//! Event listeners and synchronous dispatch.

use std::fmt;
use std::rc::Rc;

use super::stats::Mutation;
use super::{DomError, Handle};
use crate::value::Value;

#[derive(Debug, Clone, Copy, Default, PartialEq, Eq)]
pub struct ListenerOptions {
    pub capture: bool,
    pub once: bool,
    pub passive: bool,
}

/// A shared event callback. Two listeners are the same listener when they
/// wrap the same callback allocation and agree on `capture`.
#[derive(Clone)]
pub struct EventListener {
    handler: Rc<dyn Fn(&Event)>,
    options: ListenerOptions,
}

impl EventListener {
    pub fn new(handler: impl Fn(&Event) + 'static) -> Self {
        Self {
            handler: Rc::new(handler),
            options: ListenerOptions::default(),
        }
    }

    pub fn with_options(mut self, options: ListenerOptions) -> Self {
        self.options = options;
        self
    }

    pub fn options(&self) -> ListenerOptions {
        self.options
    }

    pub fn call(&self, event: &Event) {
        (self.handler)(event);
    }

    pub(crate) fn identity(&self) -> usize {
        Rc::as_ptr(&self.handler).cast::<()>() as usize
    }

    fn same_registration(&self, other: &EventListener) -> bool {
        self.identity() == other.identity() && self.options.capture == other.options.capture
    }
}

impl PartialEq for EventListener {
    fn eq(&self, other: &Self) -> bool {
        self.identity() == other.identity() && self.options == other.options
    }
}

impl fmt::Debug for EventListener {
    fn fmt(&self, f: &mut fmt::Formatter<'_>) -> fmt::Result {
        f.debug_struct("EventListener")
            .field("handler", &format_args!("{:#x}", self.identity()))
            .field("options", &self.options)
            .finish()
    }
}

#[derive(Clone)]
pub(crate) struct Registration {
    kind: String,
    listener: EventListener,
}

#[derive(Debug, Clone)]
pub struct Event {
    kind: String,
    bubbles: bool,
    target: Option<Handle>,
    current_target: Option<Handle>,
}

impl Event {
    pub fn new(kind: impl Into<String>) -> Self {
        Self {
            kind: kind.into(),
            bubbles: false,
            target: None,
            current_target: None,
        }
    }

    pub fn bubbling(mut self) -> Self {
        self.bubbles = true;
        self
    }

    pub fn kind(&self) -> &str {
        &self.kind
    }

    pub fn bubbles(&self) -> bool {
        self.bubbles
    }

    /// The node the event was dispatched on.
    pub fn target(&self) -> Option<&Handle> {
        self.target.as_ref()
    }

    /// The node whose listener is currently running.
    pub fn current_target(&self) -> Option<&Handle> {
        self.current_target.as_ref()
    }
}

impl Handle {
    /// Registers `listener` for `kind`. Registering the same listener twice
    /// is a no-op.
    pub fn add_event_listener(&self, kind: &str, listener: &EventListener) -> Result<(), DomError> {
        let element = self.element().ok_or(DomError::NotAnElement)?;
        {
            let mut listeners = element.listeners.borrow_mut();
            if listeners
                .iter()
                .any(|r| r.kind == kind && r.listener.same_registration(listener))
            {
                return Ok(());
            }
            listeners.push(Registration {
                kind: kind.to_string(),
                listener: listener.clone(),
            });
        }
        self.record(Mutation::ListenerAdded);
        Ok(())
    }

    pub fn remove_event_listener(&self, kind: &str, listener: &EventListener) -> bool {
        let Some(element) = self.element() else {
            return false;
        };
        let removed = {
            let mut listeners = element.listeners.borrow_mut();
            let before = listeners.len();
            listeners.retain(|r| !(r.kind == kind && r.listener.same_registration(listener)));
            listeners.len() != before
        };
        if removed {
            self.record(Mutation::ListenerRemoved);
        }
        removed
    }

    pub fn listener_count(&self, kind: &str) -> usize {
        self.element().map_or(0, |element| {
            element
                .listeners
                .borrow()
                .iter()
                .filter(|r| r.kind == kind)
                .count()
        })
    }

    /// Dispatches `event` at this node, then at each ancestor when the
    /// event bubbles. Runs registered listeners followed by the matching
    /// `on<kind>` handler property. Returns the number of callbacks run.
    pub fn dispatch_event(&self, event: Event) -> usize {
        let mut path = vec![self.clone()];
        if event.bubbles {
            let mut current = self.parent();
            while let Some(node) = current {
                current = node.parent();
                path.push(node);
            }
        }

        let handler_name = format!("on{}", event.kind);
        let mut invoked = 0;
        for node in path {
            let Some(element) = node.element() else {
                continue;
            };
            let event = Event {
                target: Some(self.clone()),
                current_target: Some(node.clone()),
                ..event.clone()
            };

            let matching: Vec<EventListener> = element
                .listeners
                .borrow()
                .iter()
                .filter(|r| r.kind == event.kind)
                .map(|r| r.listener.clone())
                .collect();
            for listener in matching {
                if listener.options.once {
                    node.remove_event_listener(&event.kind, &listener);
                }
                listener.call(&event);
                invoked += 1;
            }

            let handler = element.props.borrow().get(&handler_name).cloned();
            if let Some(Value::Listener(listener)) = handler {
                listener.call(&event);
                invoked += 1;
            }
        }
        invoked
    }
}
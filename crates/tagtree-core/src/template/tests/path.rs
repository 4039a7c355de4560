use crate::dom::{Document, DomError};
use crate::template::path::{path_of, resolve};

#[test]
fn test_resolve_follows_child_indices() {
    let document = Document::new();
    let root = document.create_fragment();
    let div = document.create_element("div");
    let span = document.create_element("span");
    let text = document.create_text("leaf");
    root.append_child(&document.create_text(" ")).unwrap();
    root.append_child(&div).unwrap();
    div.append_child(&span).unwrap();
    span.append_child(&text).unwrap();

    assert_eq!(resolve(&root, &[]).unwrap(), root);
    assert_eq!(resolve(&root, &[1, 0, 0]).unwrap(), text);
    assert_eq!(path_of(&root, &text), Some(vec![1, 0, 0]));
}

#[test]
fn test_resolve_reports_missing_path() {
    let document = Document::new();
    let root = document.create_fragment();
    root.append_child(&document.create_element("div")).unwrap();

    let err = resolve(&root, &[0, 3]).unwrap_err();
    assert_eq!(err, DomError::PathNotFound { path: vec![0, 3] });
}

#[test]
fn test_path_of_outside_root_is_none() {
    let document = Document::new();
    let root = document.create_fragment();
    let stranger = document.create_element("p");

    assert_eq!(path_of(&root, &stranger), None);
}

━━━━━━━━━━━━━━━━

**WHAT YOU NEED TO DO:** Return all lines in the entries above that carry the word "Mutation".

**RESPONSE AREA:**
use super::stats::Mutation;
        self.record(Mutation::ListenerAdded);
            self.record(Mutation::ListenerRemoved);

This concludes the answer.